### Aim of the exercise
Copy out, unchanged, every line from the start of the records to the line that contains "runs exported networks", and stop there.

### Records to process
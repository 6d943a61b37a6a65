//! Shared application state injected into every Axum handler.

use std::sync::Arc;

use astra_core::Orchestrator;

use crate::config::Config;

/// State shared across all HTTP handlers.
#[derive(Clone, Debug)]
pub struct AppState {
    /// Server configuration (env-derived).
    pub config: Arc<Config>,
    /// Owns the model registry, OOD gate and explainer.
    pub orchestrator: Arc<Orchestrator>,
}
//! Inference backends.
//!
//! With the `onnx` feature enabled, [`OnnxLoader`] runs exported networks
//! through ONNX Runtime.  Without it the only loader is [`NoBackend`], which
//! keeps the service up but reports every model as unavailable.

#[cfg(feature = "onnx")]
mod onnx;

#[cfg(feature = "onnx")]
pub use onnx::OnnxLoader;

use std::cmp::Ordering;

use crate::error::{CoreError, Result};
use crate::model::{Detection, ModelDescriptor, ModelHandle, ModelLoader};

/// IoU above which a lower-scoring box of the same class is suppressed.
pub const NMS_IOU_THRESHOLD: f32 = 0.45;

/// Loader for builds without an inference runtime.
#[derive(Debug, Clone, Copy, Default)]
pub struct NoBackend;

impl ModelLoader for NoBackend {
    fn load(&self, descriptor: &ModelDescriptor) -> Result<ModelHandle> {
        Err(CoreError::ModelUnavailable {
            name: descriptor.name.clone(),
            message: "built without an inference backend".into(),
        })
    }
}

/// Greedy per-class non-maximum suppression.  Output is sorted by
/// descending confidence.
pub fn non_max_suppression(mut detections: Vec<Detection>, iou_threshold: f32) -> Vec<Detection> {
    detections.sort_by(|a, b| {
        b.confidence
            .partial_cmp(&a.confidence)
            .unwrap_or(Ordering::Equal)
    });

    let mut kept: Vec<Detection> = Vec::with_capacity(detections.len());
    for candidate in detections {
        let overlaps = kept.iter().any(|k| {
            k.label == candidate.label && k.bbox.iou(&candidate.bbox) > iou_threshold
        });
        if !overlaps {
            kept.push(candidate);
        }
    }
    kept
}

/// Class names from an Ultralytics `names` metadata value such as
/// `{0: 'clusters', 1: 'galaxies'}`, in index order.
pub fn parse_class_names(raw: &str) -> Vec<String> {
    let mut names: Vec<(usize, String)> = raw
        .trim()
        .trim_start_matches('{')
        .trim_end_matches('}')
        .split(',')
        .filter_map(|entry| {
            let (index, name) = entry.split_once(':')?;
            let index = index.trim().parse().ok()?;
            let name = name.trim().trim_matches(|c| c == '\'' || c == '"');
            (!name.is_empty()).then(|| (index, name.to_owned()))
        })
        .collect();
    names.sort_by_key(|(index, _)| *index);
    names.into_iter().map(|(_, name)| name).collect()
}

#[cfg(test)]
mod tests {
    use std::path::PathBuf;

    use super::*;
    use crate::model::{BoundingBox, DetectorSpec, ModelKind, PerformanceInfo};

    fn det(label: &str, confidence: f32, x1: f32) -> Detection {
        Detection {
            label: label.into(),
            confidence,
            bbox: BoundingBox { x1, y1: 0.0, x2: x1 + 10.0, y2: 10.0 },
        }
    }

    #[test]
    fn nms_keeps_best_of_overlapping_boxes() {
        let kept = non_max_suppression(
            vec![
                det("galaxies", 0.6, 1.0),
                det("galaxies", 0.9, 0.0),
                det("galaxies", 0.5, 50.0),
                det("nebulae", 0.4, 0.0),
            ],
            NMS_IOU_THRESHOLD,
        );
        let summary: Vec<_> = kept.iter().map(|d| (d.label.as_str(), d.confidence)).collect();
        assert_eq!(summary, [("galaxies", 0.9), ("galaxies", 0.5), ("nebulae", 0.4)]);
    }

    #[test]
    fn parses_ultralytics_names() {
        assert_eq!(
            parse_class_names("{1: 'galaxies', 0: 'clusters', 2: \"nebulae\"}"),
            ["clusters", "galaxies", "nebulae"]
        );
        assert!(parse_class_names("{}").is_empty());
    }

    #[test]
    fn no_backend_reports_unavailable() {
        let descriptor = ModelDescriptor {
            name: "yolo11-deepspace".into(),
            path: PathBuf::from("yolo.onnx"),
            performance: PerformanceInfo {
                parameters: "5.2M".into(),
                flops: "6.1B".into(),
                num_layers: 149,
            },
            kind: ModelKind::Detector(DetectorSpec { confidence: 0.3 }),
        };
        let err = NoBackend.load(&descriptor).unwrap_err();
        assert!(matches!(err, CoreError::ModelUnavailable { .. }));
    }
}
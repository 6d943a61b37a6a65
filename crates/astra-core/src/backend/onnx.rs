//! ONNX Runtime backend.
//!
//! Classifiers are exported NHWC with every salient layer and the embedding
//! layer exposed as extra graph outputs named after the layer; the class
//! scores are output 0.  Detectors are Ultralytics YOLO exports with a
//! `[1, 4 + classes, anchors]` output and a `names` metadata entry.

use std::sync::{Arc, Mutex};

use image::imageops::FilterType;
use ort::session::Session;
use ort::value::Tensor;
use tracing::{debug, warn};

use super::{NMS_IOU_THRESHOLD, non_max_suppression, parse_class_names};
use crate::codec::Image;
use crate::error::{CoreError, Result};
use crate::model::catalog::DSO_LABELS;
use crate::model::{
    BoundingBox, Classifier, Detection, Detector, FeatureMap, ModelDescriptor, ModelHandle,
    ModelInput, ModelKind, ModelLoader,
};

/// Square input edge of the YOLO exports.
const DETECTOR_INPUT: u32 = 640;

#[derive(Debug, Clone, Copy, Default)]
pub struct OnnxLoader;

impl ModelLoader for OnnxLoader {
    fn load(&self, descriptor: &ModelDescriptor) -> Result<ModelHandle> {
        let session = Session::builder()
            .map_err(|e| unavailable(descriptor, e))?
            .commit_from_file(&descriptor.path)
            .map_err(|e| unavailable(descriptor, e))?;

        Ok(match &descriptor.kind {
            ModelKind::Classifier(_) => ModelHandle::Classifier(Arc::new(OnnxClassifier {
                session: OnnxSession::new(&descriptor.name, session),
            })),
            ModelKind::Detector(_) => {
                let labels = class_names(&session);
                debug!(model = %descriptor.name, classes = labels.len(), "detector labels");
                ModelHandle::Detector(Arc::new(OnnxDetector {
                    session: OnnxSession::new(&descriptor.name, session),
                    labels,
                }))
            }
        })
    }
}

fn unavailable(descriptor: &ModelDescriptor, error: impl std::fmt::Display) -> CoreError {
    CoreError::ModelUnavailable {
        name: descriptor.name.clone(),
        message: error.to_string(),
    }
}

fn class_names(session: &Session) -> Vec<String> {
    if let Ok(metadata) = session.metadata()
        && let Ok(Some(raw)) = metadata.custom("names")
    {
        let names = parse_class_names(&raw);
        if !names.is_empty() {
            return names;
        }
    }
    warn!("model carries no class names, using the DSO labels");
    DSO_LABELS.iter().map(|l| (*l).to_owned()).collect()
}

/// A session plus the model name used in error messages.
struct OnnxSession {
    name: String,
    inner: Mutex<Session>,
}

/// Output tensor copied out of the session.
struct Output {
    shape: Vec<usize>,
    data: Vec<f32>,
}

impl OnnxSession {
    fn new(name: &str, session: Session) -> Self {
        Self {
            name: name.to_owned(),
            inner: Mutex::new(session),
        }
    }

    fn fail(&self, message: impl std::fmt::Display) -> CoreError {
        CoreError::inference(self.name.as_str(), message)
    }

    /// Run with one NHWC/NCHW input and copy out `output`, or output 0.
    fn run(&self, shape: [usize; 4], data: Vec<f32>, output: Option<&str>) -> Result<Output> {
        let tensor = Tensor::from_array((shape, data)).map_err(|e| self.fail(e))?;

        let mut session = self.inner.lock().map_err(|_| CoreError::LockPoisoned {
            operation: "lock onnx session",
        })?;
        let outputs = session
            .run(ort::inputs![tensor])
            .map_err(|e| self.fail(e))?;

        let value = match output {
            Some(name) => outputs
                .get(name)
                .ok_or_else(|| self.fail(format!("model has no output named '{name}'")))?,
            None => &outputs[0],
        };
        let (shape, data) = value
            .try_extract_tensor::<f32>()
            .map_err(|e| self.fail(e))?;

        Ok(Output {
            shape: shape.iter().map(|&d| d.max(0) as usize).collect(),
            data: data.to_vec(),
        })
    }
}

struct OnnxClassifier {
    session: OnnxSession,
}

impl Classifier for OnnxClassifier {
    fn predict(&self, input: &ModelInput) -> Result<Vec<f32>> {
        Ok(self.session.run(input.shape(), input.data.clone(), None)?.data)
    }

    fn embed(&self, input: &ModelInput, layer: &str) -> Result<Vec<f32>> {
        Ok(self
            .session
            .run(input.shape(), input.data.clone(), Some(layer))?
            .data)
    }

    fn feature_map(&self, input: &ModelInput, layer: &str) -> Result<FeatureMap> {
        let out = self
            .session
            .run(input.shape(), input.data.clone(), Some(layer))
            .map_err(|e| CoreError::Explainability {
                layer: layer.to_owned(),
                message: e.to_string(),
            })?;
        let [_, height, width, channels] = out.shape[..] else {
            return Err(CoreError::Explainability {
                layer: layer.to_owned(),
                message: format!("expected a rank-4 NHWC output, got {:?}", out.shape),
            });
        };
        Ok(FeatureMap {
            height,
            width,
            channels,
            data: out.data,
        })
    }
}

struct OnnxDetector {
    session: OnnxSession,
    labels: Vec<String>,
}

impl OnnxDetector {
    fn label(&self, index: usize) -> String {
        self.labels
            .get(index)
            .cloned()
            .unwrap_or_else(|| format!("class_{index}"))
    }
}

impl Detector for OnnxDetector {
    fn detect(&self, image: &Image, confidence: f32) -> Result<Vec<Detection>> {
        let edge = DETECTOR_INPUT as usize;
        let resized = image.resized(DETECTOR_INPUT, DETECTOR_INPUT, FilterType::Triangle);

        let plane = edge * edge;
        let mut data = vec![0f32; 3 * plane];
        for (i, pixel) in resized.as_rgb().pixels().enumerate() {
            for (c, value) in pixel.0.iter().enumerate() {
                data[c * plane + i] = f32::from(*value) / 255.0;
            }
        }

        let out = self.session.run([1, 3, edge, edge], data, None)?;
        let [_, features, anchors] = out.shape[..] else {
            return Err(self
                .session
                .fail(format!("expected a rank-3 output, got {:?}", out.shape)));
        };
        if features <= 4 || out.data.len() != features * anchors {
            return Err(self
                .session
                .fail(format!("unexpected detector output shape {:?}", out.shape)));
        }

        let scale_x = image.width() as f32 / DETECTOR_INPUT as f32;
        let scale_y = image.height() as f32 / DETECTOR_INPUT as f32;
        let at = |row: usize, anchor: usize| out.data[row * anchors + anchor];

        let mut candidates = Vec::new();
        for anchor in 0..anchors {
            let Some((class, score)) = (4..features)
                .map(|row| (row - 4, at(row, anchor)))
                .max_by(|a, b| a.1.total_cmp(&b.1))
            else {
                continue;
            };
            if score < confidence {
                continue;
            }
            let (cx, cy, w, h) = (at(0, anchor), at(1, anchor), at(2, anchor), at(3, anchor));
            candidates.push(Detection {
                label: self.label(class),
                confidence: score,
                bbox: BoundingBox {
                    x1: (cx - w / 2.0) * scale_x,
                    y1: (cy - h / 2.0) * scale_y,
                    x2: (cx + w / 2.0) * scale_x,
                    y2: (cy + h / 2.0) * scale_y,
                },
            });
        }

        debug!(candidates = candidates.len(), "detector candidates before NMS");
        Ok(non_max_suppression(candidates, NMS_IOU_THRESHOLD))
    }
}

### Task result
repository 6d943a61b37a6a65
//! Shared application state injected into every Axum handler.

use std::sync::Arc;

use astra_core::Orchestrator;

use crate::config::Config;

/// State shared across all HTTP handlers.
#[derive(Clone, Debug)]
pub struct AppState {
    /// Server configuration (env-derived).
    pub config: Arc<Config>,
    /// Owns the model registry, OOD gate and explainer.
    pub orchestrator: Arc<Orchestrator>,
}
//! Inference backends.
//!
//! With the `onnx` feature enabled, [`OnnxLoader`] runs exported networks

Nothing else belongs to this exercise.